Go through the records below and copy out every line that contains the word "joining".

▶ [Stored items]
+ + + + +

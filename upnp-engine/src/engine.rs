//! The control point facade.

use std::sync::atomic::{AtomicBool, Ordering};
use std::sync::{mpsc, Arc, Mutex, RwLock};
use std::thread::JoinHandle;
use std::time::Duration;

use callback_server::EventRouter;
use upnp_discovery::{AdvertisementQueue, Device, NotifyListener, Service};
use upnp_eventing::{EventingStats, Subscription, SubscriptionManager};

use crate::config::EngineConfig;
use crate::error::{EngineError, Result};
use crate::event::ControlPointEvent;
use crate::iter::EventIterator;
use crate::registry::DeviceRegistry;
use crate::transport;
use crate::worker::{spawn_engine_worker, Command, WorkerContext};

/// How long `start()` waits for the worker to come up.
const WORKER_READY_TIMEOUT: Duration = Duration::from_secs(15);

/// A UPnP control point.
///
/// An explicit engine instance owning all transport, registry, and
/// subscription state: construct as many as needed, no globals involved.
/// The public API is fully synchronous; background threads do the work.
///
/// # Example
///
/// ```no_run
/// use upnp_engine::{ControlPoint, ControlPointEvent, EngineConfig};
///
/// let config = EngineConfig::default()
///     .with_search_targets(["urn:schemas-upnp-org:device:MediaRenderer:1"]);
/// let engine = ControlPoint::new(config).unwrap();
/// engine.start().unwrap();
///
/// for event in engine.events() {
///     match event {
///         ControlPointEvent::DeviceAdded(device) => {
///             println!("found {}", device.friendly_name);
///         }
///         ControlPointEvent::ServiceEvent(event) => {
///             println!("{}: {:?}", event.sid, event.payload);
///         }
///         _ => {}
///     }
/// }
/// ```
pub struct ControlPoint {
    config: EngineConfig,
    registry: Arc<RwLock<DeviceRegistry>>,
    event_tx: mpsc::Sender<ControlPointEvent>,
    event_rx: Arc<Mutex<mpsc::Receiver<ControlPointEvent>>>,
    running: Mutex<Option<RunningState>>,
}

/// Live handles of a started engine.
struct RunningState {
    command_tx: mpsc::Sender<Command>,
    running_flag: Arc<AtomicBool>,
    manager: Arc<SubscriptionManager>,
    router: Arc<EventRouter>,
    callback_url: String,
    worker: JoinHandle<()>,
    listener: JoinHandle<()>,
    searcher: JoinHandle<()>,
}

impl ControlPoint {
    /// Create a control point with the given configuration.
    ///
    /// Validates the configuration; nothing touches the network until
    /// [`start`](ControlPoint::start).
    pub fn new(config: EngineConfig) -> Result<Self> {
        config.validate()?;
        let (event_tx, event_rx) = mpsc::channel();
        Ok(Self {
            config,
            registry: Arc::new(RwLock::new(DeviceRegistry::new())),
            event_tx,
            event_rx: Arc::new(Mutex::new(event_rx)),
            running: Mutex::new(None),
        })
    }

    /// Start discovery and eventing.
    ///
    /// Binds the SSDP listen socket (the one fatal, synchronously surfaced
    /// failure), starts the callback server and worker, then spawns the
    /// transport threads. Idempotent while already running. The registry is
    /// cleared on each fresh start.
    pub fn start(&self) -> Result<()> {
        let mut running = self.running.lock().map_err(|_| EngineError::LockPoisoned)?;
        if running.is_some() {
            tracing::debug!("start() while already running, ignoring");
            return Ok(());
        }

        self.registry
            .write()
            .map_err(|_| EngineError::LockPoisoned)?
            .clear();

        let listener = NotifyListener::bind(self.config.listen_read_timeout)
            .map_err(|e| EngineError::Bind(e.to_string()))?;

        let queue = Arc::new(AdvertisementQueue::new(
            self.config.advertisement_queue_capacity,
        ));
        let running_flag = Arc::new(AtomicBool::new(true));
        let (command_tx, command_rx) = mpsc::channel();
        let (fault_tx, fault_rx) = mpsc::channel();
        let (ready_tx, ready_rx) = mpsc::channel();

        let worker = spawn_engine_worker(WorkerContext {
            config: self.config.clone(),
            registry: Arc::clone(&self.registry),
            queue: Arc::clone(&queue),
            running: Arc::clone(&running_flag),
            command_rx,
            fault_rx,
            event_tx: self.event_tx.clone(),
            ready_tx,
        });

        let shared = match ready_rx.recv_timeout(WORKER_READY_TIMEOUT) {
            Ok(Ok(shared)) => shared,
            Ok(Err(e)) => {
                running_flag.store(false, Ordering::Relaxed);
                let _ = worker.join();
                return Err(e);
            }
            Err(_) => {
                running_flag.store(false, Ordering::Relaxed);
                return Err(EngineError::Worker(
                    "worker did not become ready in time".to_string(),
                ));
            }
        };

        let listener_handle = transport::spawn_notify_listener(
            listener,
            Arc::clone(&queue),
            fault_tx.clone(),
            Arc::clone(&running_flag),
            &self.config,
        );
        let searcher_handle = transport::spawn_search_loop(
            self.config.clone(),
            queue,
            fault_tx,
            Arc::clone(&running_flag),
        );

        tracing::info!(callback_url = %shared.callback_url, "control point started");

        *running = Some(RunningState {
            command_tx,
            running_flag,
            manager: shared.manager,
            router: shared.router,
            callback_url: shared.callback_url,
            worker,
            listener: listener_handle,
            searcher: searcher_handle,
        });

        Ok(())
    }

    /// Stop discovery and eventing.
    ///
    /// Releases every subscription (best-effort UNSUBSCRIBE), stops the
    /// callback server, and joins all background threads before returning.
    /// Safe to call from any thread; a stopped engine ignores the call.
    pub fn stop(&self) {
        let state = match self.running.lock() {
            Ok(mut running) => running.take(),
            Err(_) => return,
        };
        let Some(state) = state else {
            return;
        };

        tracing::info!("stopping control point");
        state.running_flag.store(false, Ordering::Relaxed);
        let _ = state.command_tx.send(Command::Shutdown);

        // The worker unsubscribes everything and stops the callback server
        // before exiting; joining it guarantees resources are released when
        // stop() returns.
        let _ = state.worker.join();
        let _ = state.listener.join();
        let _ = state.searcher.join();
        tracing::info!("control point stopped");
    }

    /// Whether the engine is currently running.
    pub fn is_running(&self) -> bool {
        self.running.lock().map(|r| r.is_some()).unwrap_or(false)
    }

    /// Snapshot of every visible device.
    ///
    /// A device is visible only after its description resolved. After
    /// `stop()` the last known snapshot remains readable.
    pub fn devices(&self) -> Vec<Arc<Device>> {
        self.registry
            .read()
            .map(|r| r.devices())
            .unwrap_or_default()
    }

    /// Snapshot of every visible service.
    pub fn services(&self) -> Vec<Service> {
        self.registry
            .read()
            .map(|r| r.services())
            .unwrap_or_default()
    }

    /// Look up a visible root device by UDN.
    pub fn device(&self, udn: &str) -> Option<Arc<Device>> {
        self.registry.read().ok()?.device(udn)
    }

    /// Subscribe to a service's eventing.
    ///
    /// The service is addressed by its owning device's UDN and its service
    /// ID, as found in a [`devices`](ControlPoint::devices) snapshot or a
    /// `ServiceAdded` event. Returns a handle; dropping it (or calling
    /// [`SubscriptionHandle::unsubscribe`]) stops event delivery for its SID
    /// immediately and sends UNSUBSCRIBE best-effort.
    pub fn subscribe(&self, udn: &str, service_id: &str) -> Result<SubscriptionHandle> {
        let (manager, router) = {
            let running = self.running.lock().map_err(|_| EngineError::LockPoisoned)?;
            let state = running.as_ref().ok_or(EngineError::NotRunning)?;
            (Arc::clone(&state.manager), Arc::clone(&state.router))
        };

        let service = self
            .registry
            .read()
            .map_err(|_| EngineError::LockPoisoned)?
            .find_service(udn, service_id)
            .ok_or_else(|| EngineError::UnknownService {
                udn: udn.to_string(),
                service_id: service_id.to_string(),
            })?;

        // Network I/O happens outside the running lock so subscribe can
        // never block stop() or other callers.
        let subscription = manager.subscribe(&service)?;
        router.register(&subscription.sid);

        Ok(SubscriptionHandle {
            subscription,
            manager,
            router,
            released: false,
        })
    }

    /// The callback URL the engine hands to services, when running.
    pub fn callback_url(&self) -> Option<String> {
        self.running
            .lock()
            .ok()?
            .as_ref()
            .map(|s| s.callback_url.clone())
    }

    /// Eventing diagnostics, when running.
    pub fn eventing_stats(&self) -> Option<EventingStats> {
        self.running
            .lock()
            .ok()?
            .as_ref()
            .map(|s| s.manager.stats())
    }

    /// A blocking iterator over the engine's event feed.
    ///
    /// Iterators survive stop/start cycles; clones share one channel, so
    /// each event reaches exactly one consumer.
    pub fn events(&self) -> EventIterator {
        EventIterator::new(Arc::clone(&self.event_rx))
    }
}

impl Drop for ControlPoint {
    fn drop(&mut self) {
        // Signal shutdown without joining: a graceful, blocking release is
        // what stop() is for.
        if let Ok(mut running) = self.running.lock() {
            if let Some(state) = running.take() {
                state.running_flag.store(false, Ordering::Relaxed);
                let _ = state.command_tx.send(Command::Shutdown);
            }
        }
    }
}

/// A live subscription held by a caller.
///
/// Dropping the handle unsubscribes: the SID is unregistered from the
/// callback router first, stopping delivery immediately (even for events
/// already in flight), and UNSUBSCRIBE is then sent best-effort.
pub struct SubscriptionHandle {
    subscription: Subscription,
    manager: Arc<SubscriptionManager>,
    router: Arc<EventRouter>,
    released: bool,
}

impl SubscriptionHandle {
    /// The subscription ID assigned by the service.
    pub fn sid(&self) -> &str {
        &self.subscription.sid
    }

    /// The subscribed service.
    pub fn service(&self) -> &Service {
        &self.subscription.service
    }

    /// A snapshot of the subscription's state at creation.
    pub fn subscription(&self) -> &Subscription {
        &self.subscription
    }

    /// Explicitly unsubscribe. Equivalent to dropping the handle.
    pub fn unsubscribe(mut self) {
        self.release();
    }

    fn release(&mut self) {
        if self.released {
            return;
        }
        self.released = true;
        // Delivery stops before any network I/O happens.
        self.router.unregister(&self.subscription.sid);
        self.manager.unsubscribe(&self.subscription.sid);
    }
}

impl Drop for SubscriptionHandle {
    fn drop(&mut self) {
        self.release();
    }
}

impl std::fmt::Debug for SubscriptionHandle {
    fn fmt(&self, f: &mut std::fmt::Formatter<'_>) -> std::fmt::Result {
        f.debug_struct("SubscriptionHandle")
            .field("sid", &self.subscription.sid)
            .field("service_id", &self.subscription.service.service_id)
            .finish()
    }
}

+ + + + +

▶ [Solved problem]
        // before exiting; joining it guarantees resources are released when
        // Signal shutdown without joining: a graceful, blocking release is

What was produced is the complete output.